広報(マスコミ広報)の仕事をしている人は、広告(宣伝)のことを批判的に語ることがあります。少なくとも、広告よりも広報が優れている、という論理展開をしがちです。広報PR関連のセミナーに行くと、広報と広告の違いについて、次のように説明されたりします。

「広報」(マスコミ広報)
・お金をかけずに、マスコミを通じて情報発信できる。
・読者から高い信用、信頼を得ることができる。
・情報を発信するタイミングや内容をコントロールできない。

「広告」(宣伝)
・広告を出すのに多額のお金が必要。
・宣伝臭がするので、読者は広告の内容をあまり信用しない。
・発信する情報をコントロールできる。

これは多分に、広報側の人間(私も含めて)のポジショントークだと思います。確かに、広報が優れている面もありますが、こういう比較論は、表面的、短絡的すぎるのではないでしょうか。本質的には、広報と広告、どちらが優れているということはありません。

それぞれの長所・短所を理解した上で、その時、企業が置かれている状況や、経営課題に合わせて、使い分けるべきものです。むしろ、広報と広告はお互いを補完し合う関係と言った方が正しいと思います。

広報は「株式投資」で、広告は「銀行預金」

広報と広告を金融商品に例えると、広報=株式投資、広告=銀行預金(債券投資)でしょう。広報はハイリスク・ハイリターンです。広報担当者がいくら頑張っても、取材や報道が全く取れない=ゼロリターンのリスクがあるのが広報です。

しかし、うまくいって、例えばテレビ番組やYahoo!ニュースで効果的な報道が実現できれば、その反響は計り知れません。元本割れのリスクがある代わりに、投資したお金が何倍にもなる可能性があるという、株式投資に似ていますね。

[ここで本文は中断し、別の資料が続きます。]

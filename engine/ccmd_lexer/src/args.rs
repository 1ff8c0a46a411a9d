//! Argument lexer.
//!
//! Splits the argument text of a call into typed tokens. Recognition order
//! at each position (first match wins):
//!
//! 1. `"..."` or `'...'` - quoted literal, taken verbatim (no escapes)
//! 2. `( ... )` - nested expression; parentheses nest, quotes are respected
//! 3. `$name` optionally followed by `.seg` segments - variable reference
//! 4. `.seg` segments - context path
//! 5. any other non-whitespace run - bare token, coerced to a number or
//!    boolean when it reads as one
//!
//! An unterminated quote or unbalanced group falls through to a bare token.

use crate::classify::{is_word_byte, CONTEXT_PREFIX, SIGIL};

/// A bare token after coercion.
#[derive(Clone, Copy, Debug, PartialEq)]
pub enum Literal<'a> {
    Int(i64),
    Float(f64),
    Bool(bool),
    Text(&'a str),
}

/// One lexed argument.
#[derive(Clone, Debug, PartialEq)]
pub enum ArgToken<'a> {
    /// Contents of a quoted literal, quotes stripped.
    Quoted(&'a str),
    /// Inner text of a parenthesised nested expression.
    Group(&'a str),
    /// `$name.seg.seg` with the sigil stripped from `name`.
    Variable { name: &'a str, path: Vec<&'a str> },
    /// `.Seg.Seg` segments, prefix dots stripped.
    ContextPath(Vec<&'a str>),
    /// Bare token.
    Literal(Literal<'a>),
}

impl ArgToken<'_> {
    /// A bare variable reference with no property path, if this is one.
    pub fn as_plain_variable(&self) -> Option<&str> {
        match self {
            ArgToken::Variable { name, path } if path.is_empty() => Some(name),
            _ => None,
        }
    }

    /// Whether the token is a literal that needs no resolution.
    pub fn is_literal(&self) -> bool {
        matches!(self, ArgToken::Quoted(_) | ArgToken::Literal(_))
    }
}

/// Streaming lexer over argument text.
#[derive(Clone, Debug)]
pub struct ArgLexer<'a> {
    src: &'a str,
    pos: usize,
}

impl<'a> ArgLexer<'a> {
    pub fn new(src: &'a str) -> Self {
        ArgLexer { src, pos: 0 }
    }

    #[inline]
    fn rest(&self) -> &'a str {
        &self.src[self.pos..]
    }

    fn skip_whitespace(&mut self) {
        let rest = self.rest();
        let trimmed = rest.trim_start();
        self.pos += rest.len() - trimmed.len();
    }

    /// Try a quoted literal at the current position.
    fn quoted(&mut self, quote: char) -> Option<ArgToken<'a>> {
        let body = &self.rest()[1..];
        let close = body.find(quote)?;
        self.pos += 1 + close + 1;
        Some(ArgToken::Quoted(&body[..close]))
    }

    /// Try a balanced parenthesised group at the current position.
    fn group(&mut self) -> Option<ArgToken<'a>> {
        let rest = self.rest();
        let mut depth = 0usize;
        let mut quote: Option<char> = None;
        for (i, c) in rest.char_indices() {
            if let Some(q) = quote {
                if c == q {
                    quote = None;
                }
                continue;
            }
            match c {
                '"' | '\'' => quote = Some(c),
                '(' => depth += 1,
                ')' => {
                    depth = depth.saturating_sub(1);
                    if depth == 0 {
                        self.pos += i + 1;
                        return Some(ArgToken::Group(&rest[1..i]));
                    }
                }
                _ => {}
            }
        }
        None
    }

    /// Length of the leading word run of `s`.
    fn word_len(s: &str) -> usize {
        s.bytes().take_while(|&b| is_word_byte(b)).count()
    }

    /// Consume `.seg.seg...` starting at the current position.
    fn segments(&mut self) -> Vec<&'a str> {
        let mut path = Vec::new();
        loop {
            let rest = self.rest();
            let Some(after_dot) = rest.strip_prefix(CONTEXT_PREFIX) else {
                break;
            };
            let len = Self::word_len(after_dot);
            if len == 0 {
                break;
            }
            path.push(&after_dot[..len]);
            self.pos += 1 + len;
        }
        path
    }

    /// Try a `$name.path` variable reference.
    fn variable(&mut self) -> Option<ArgToken<'a>> {
        let after_sigil = &self.rest()[SIGIL.len_utf8()..];
        let len = Self::word_len(after_sigil);
        if len == 0 {
            return None;
        }
        let name = &after_sigil[..len];
        self.pos += SIGIL.len_utf8() + len;
        let path = self.segments();
        Some(ArgToken::Variable { name, path })
    }

    /// Try a `.Context.Path` reference.
    fn context_path(&mut self) -> Option<ArgToken<'a>> {
        let path = self.segments();
        if path.is_empty() {
            None
        } else {
            Some(ArgToken::ContextPath(path))
        }
    }

    /// Consume a bare non-whitespace run.
    fn bare(&mut self) -> ArgToken<'a> {
        let rest = self.rest();
        let len = rest.find(char::is_whitespace).unwrap_or(rest.len());
        self.pos += len;
        ArgToken::Literal(coerce_bare(&rest[..len]))
    }
}

impl<'a> Iterator for ArgLexer<'a> {
    type Item = ArgToken<'a>;

    fn next(&mut self) -> Option<Self::Item> {
        self.skip_whitespace();
        let first = self.rest().chars().next()?;
        let token = match first {
            '"' | '\'' => self.quoted(first),
            '(' => self.group(),
            SIGIL => self.variable(),
            CONTEXT_PREFIX => self.context_path(),
            _ => None,
        };
        Some(token.unwrap_or_else(|| self.bare()))
    }
}

/// Lex all argument tokens of `src`.
pub fn lex_args(src: &str) -> Vec<ArgToken<'_>> {
    ArgLexer::new(src).collect()
}

/// Coerce a bare token: number first, then `true`/`false`, else text.
pub(crate) fn coerce_bare(text: &str) -> Literal<'_> {
    if looks_numeric(text) {
        if let Ok(n) = text.parse::<i64>() {
            return Literal::Int(n);
        }
        if let Ok(f) = text.parse::<f64>() {
            return Literal::Float(f);
        }
    }
    match text {
        "true" => Literal::Bool(true),
        "false" => Literal::Bool(false),
        _ => Literal::Text(text),
    }
}

/// Only ASCII numerals are numbers; `inf` and `NaN` stay words.
fn looks_numeric(text: &str) -> bool {
    text.bytes().any(|b| b.is_ascii_digit())
        && text
            .bytes()
            .all(|b| b.is_ascii_digit() || matches!(b, b'+' | b'-' | b'.' | b'e' | b'E'))
}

広報は費用対効果が計りづらいとよく言われますが、その点も、投資対効果が予測しづらい株式投資と似ています。広告はローリスク・ローリターンです。広告は、一定のお金はかかりますが、自分たちが発信したいメッセージを確実に媒体に掲載できます。

その結果、爆発的な効果は期待できませんが、お金をかけただけの反響(ユーザー獲得や問い合わせ獲得)は得られるでしょう。元本保証があり、確実に金利が得られますが、そのリターンは大きくはないという、銀行預金(債券投資)に似ていますね。

広報と広告はこういう特徴の違いがあるわけですから、そもそも「広報に費用対効果を求める」という発想自体がズレているのかもしれません。使ったお金や労力に対して、確実なリターンや明確な費用対効果を期待するなら、広報ではなく、広告を選択すべきでしょう。

あとは、広報と広告、どちらか1つを選択する、という考え方が間違っています。マーケティング全体予算のうち、広報と広告の予算をどう分配するか、ポートフォリオを組むべきです。金融投資においても、株式と債券でポートフォリオを組みます。それと同じです。

広報は「弱者が強者に挑むためのマーケ戦略」

マーケティング予算の中で、広報、広告、WEBサイト、イベント、SNS(ソーシャルネットワーキングサービス)でポートフォリオを組むべきです。これについて、異論がある方は少ないと思います。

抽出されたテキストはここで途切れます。